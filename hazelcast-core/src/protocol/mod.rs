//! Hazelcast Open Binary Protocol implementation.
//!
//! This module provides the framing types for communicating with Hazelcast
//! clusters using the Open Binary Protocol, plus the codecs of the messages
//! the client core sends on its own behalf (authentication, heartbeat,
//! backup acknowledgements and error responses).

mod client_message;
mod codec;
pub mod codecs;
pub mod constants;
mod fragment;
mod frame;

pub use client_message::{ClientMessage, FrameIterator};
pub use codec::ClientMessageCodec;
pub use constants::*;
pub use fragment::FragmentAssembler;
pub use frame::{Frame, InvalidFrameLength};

* * *

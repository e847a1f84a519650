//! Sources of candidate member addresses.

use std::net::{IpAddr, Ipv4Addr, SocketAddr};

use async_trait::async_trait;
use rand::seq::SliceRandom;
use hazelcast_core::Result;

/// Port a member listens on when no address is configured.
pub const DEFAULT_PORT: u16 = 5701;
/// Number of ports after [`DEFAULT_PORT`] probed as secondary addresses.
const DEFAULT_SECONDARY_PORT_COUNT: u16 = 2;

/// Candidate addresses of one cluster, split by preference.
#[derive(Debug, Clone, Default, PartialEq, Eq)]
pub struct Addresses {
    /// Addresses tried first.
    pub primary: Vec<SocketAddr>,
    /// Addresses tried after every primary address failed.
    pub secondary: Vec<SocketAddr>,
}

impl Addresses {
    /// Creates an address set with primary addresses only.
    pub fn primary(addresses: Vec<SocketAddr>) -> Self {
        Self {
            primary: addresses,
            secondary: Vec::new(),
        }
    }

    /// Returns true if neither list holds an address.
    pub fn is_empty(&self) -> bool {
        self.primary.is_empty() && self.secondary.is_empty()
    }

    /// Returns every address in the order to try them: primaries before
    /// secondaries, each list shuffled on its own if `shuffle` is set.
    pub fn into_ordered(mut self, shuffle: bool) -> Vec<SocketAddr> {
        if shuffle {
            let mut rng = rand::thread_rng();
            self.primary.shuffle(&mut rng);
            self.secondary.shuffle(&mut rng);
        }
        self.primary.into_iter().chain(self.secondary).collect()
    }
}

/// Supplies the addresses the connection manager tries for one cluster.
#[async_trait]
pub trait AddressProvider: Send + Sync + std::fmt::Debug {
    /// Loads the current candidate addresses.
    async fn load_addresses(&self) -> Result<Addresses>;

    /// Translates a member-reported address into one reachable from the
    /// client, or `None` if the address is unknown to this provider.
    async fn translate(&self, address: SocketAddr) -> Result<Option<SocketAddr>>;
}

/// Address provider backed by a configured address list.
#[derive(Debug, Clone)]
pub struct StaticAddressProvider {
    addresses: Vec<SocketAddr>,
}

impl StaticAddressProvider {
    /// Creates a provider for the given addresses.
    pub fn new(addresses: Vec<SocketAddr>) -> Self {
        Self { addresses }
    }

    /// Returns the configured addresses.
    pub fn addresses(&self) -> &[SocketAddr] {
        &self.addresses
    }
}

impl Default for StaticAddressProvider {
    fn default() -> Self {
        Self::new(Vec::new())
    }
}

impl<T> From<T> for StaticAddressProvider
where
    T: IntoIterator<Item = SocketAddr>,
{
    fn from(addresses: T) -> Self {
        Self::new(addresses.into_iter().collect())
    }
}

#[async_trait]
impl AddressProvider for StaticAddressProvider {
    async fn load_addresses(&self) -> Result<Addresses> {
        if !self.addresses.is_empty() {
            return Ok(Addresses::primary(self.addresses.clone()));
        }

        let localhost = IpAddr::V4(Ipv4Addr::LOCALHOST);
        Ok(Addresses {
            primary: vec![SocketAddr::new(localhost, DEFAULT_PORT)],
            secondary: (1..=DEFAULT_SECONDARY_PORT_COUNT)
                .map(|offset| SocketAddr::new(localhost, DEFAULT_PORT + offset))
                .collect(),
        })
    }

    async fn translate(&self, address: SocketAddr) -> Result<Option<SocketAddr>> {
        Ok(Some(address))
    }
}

--

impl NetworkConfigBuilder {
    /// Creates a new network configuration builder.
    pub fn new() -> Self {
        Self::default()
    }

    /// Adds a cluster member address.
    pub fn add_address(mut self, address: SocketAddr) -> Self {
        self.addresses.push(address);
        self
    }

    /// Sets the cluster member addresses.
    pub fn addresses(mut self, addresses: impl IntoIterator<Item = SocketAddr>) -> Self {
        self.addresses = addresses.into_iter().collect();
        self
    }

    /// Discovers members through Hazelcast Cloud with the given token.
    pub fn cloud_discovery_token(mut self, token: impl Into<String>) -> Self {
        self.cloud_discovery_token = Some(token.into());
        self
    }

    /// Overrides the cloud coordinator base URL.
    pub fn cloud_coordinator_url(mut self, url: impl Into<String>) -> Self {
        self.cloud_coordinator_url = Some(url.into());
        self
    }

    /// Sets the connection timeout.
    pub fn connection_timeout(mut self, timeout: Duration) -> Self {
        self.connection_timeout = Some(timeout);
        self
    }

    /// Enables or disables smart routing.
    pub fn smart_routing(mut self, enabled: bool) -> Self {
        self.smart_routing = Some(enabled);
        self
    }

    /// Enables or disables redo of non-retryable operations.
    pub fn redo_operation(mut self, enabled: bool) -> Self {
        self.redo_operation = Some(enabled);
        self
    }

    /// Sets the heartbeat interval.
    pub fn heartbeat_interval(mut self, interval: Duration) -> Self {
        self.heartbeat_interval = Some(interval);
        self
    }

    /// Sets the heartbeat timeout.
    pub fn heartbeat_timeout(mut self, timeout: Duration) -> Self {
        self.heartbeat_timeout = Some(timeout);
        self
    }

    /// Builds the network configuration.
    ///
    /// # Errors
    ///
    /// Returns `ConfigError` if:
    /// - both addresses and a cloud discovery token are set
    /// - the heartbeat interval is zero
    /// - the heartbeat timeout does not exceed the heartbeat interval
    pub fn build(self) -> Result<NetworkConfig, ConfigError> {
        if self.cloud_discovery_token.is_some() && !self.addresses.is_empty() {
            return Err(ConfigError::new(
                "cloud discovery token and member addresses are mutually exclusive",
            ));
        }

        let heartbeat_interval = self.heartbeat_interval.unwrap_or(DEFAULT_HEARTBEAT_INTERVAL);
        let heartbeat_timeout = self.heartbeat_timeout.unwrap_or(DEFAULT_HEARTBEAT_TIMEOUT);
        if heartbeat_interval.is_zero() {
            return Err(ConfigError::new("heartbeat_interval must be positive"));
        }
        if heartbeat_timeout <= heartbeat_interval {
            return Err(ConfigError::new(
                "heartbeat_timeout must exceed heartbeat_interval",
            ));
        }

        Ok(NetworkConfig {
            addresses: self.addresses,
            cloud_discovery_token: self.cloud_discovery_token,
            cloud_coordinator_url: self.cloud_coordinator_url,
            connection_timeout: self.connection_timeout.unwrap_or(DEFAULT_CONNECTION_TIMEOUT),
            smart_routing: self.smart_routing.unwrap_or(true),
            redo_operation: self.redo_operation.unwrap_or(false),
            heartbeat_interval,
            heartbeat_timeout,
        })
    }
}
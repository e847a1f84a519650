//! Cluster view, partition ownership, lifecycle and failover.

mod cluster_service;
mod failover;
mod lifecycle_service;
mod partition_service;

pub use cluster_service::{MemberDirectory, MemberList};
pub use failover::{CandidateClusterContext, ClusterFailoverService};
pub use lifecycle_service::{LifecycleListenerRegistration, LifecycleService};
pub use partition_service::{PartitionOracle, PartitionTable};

WHAT YOU SHOULD DO » When the string "struct" occurs in a line of the material, that line belongs in the answer.

SOLUTION FOR THIS PROBLEM »
pub struct Addresses {
pub struct StaticAddressProvider {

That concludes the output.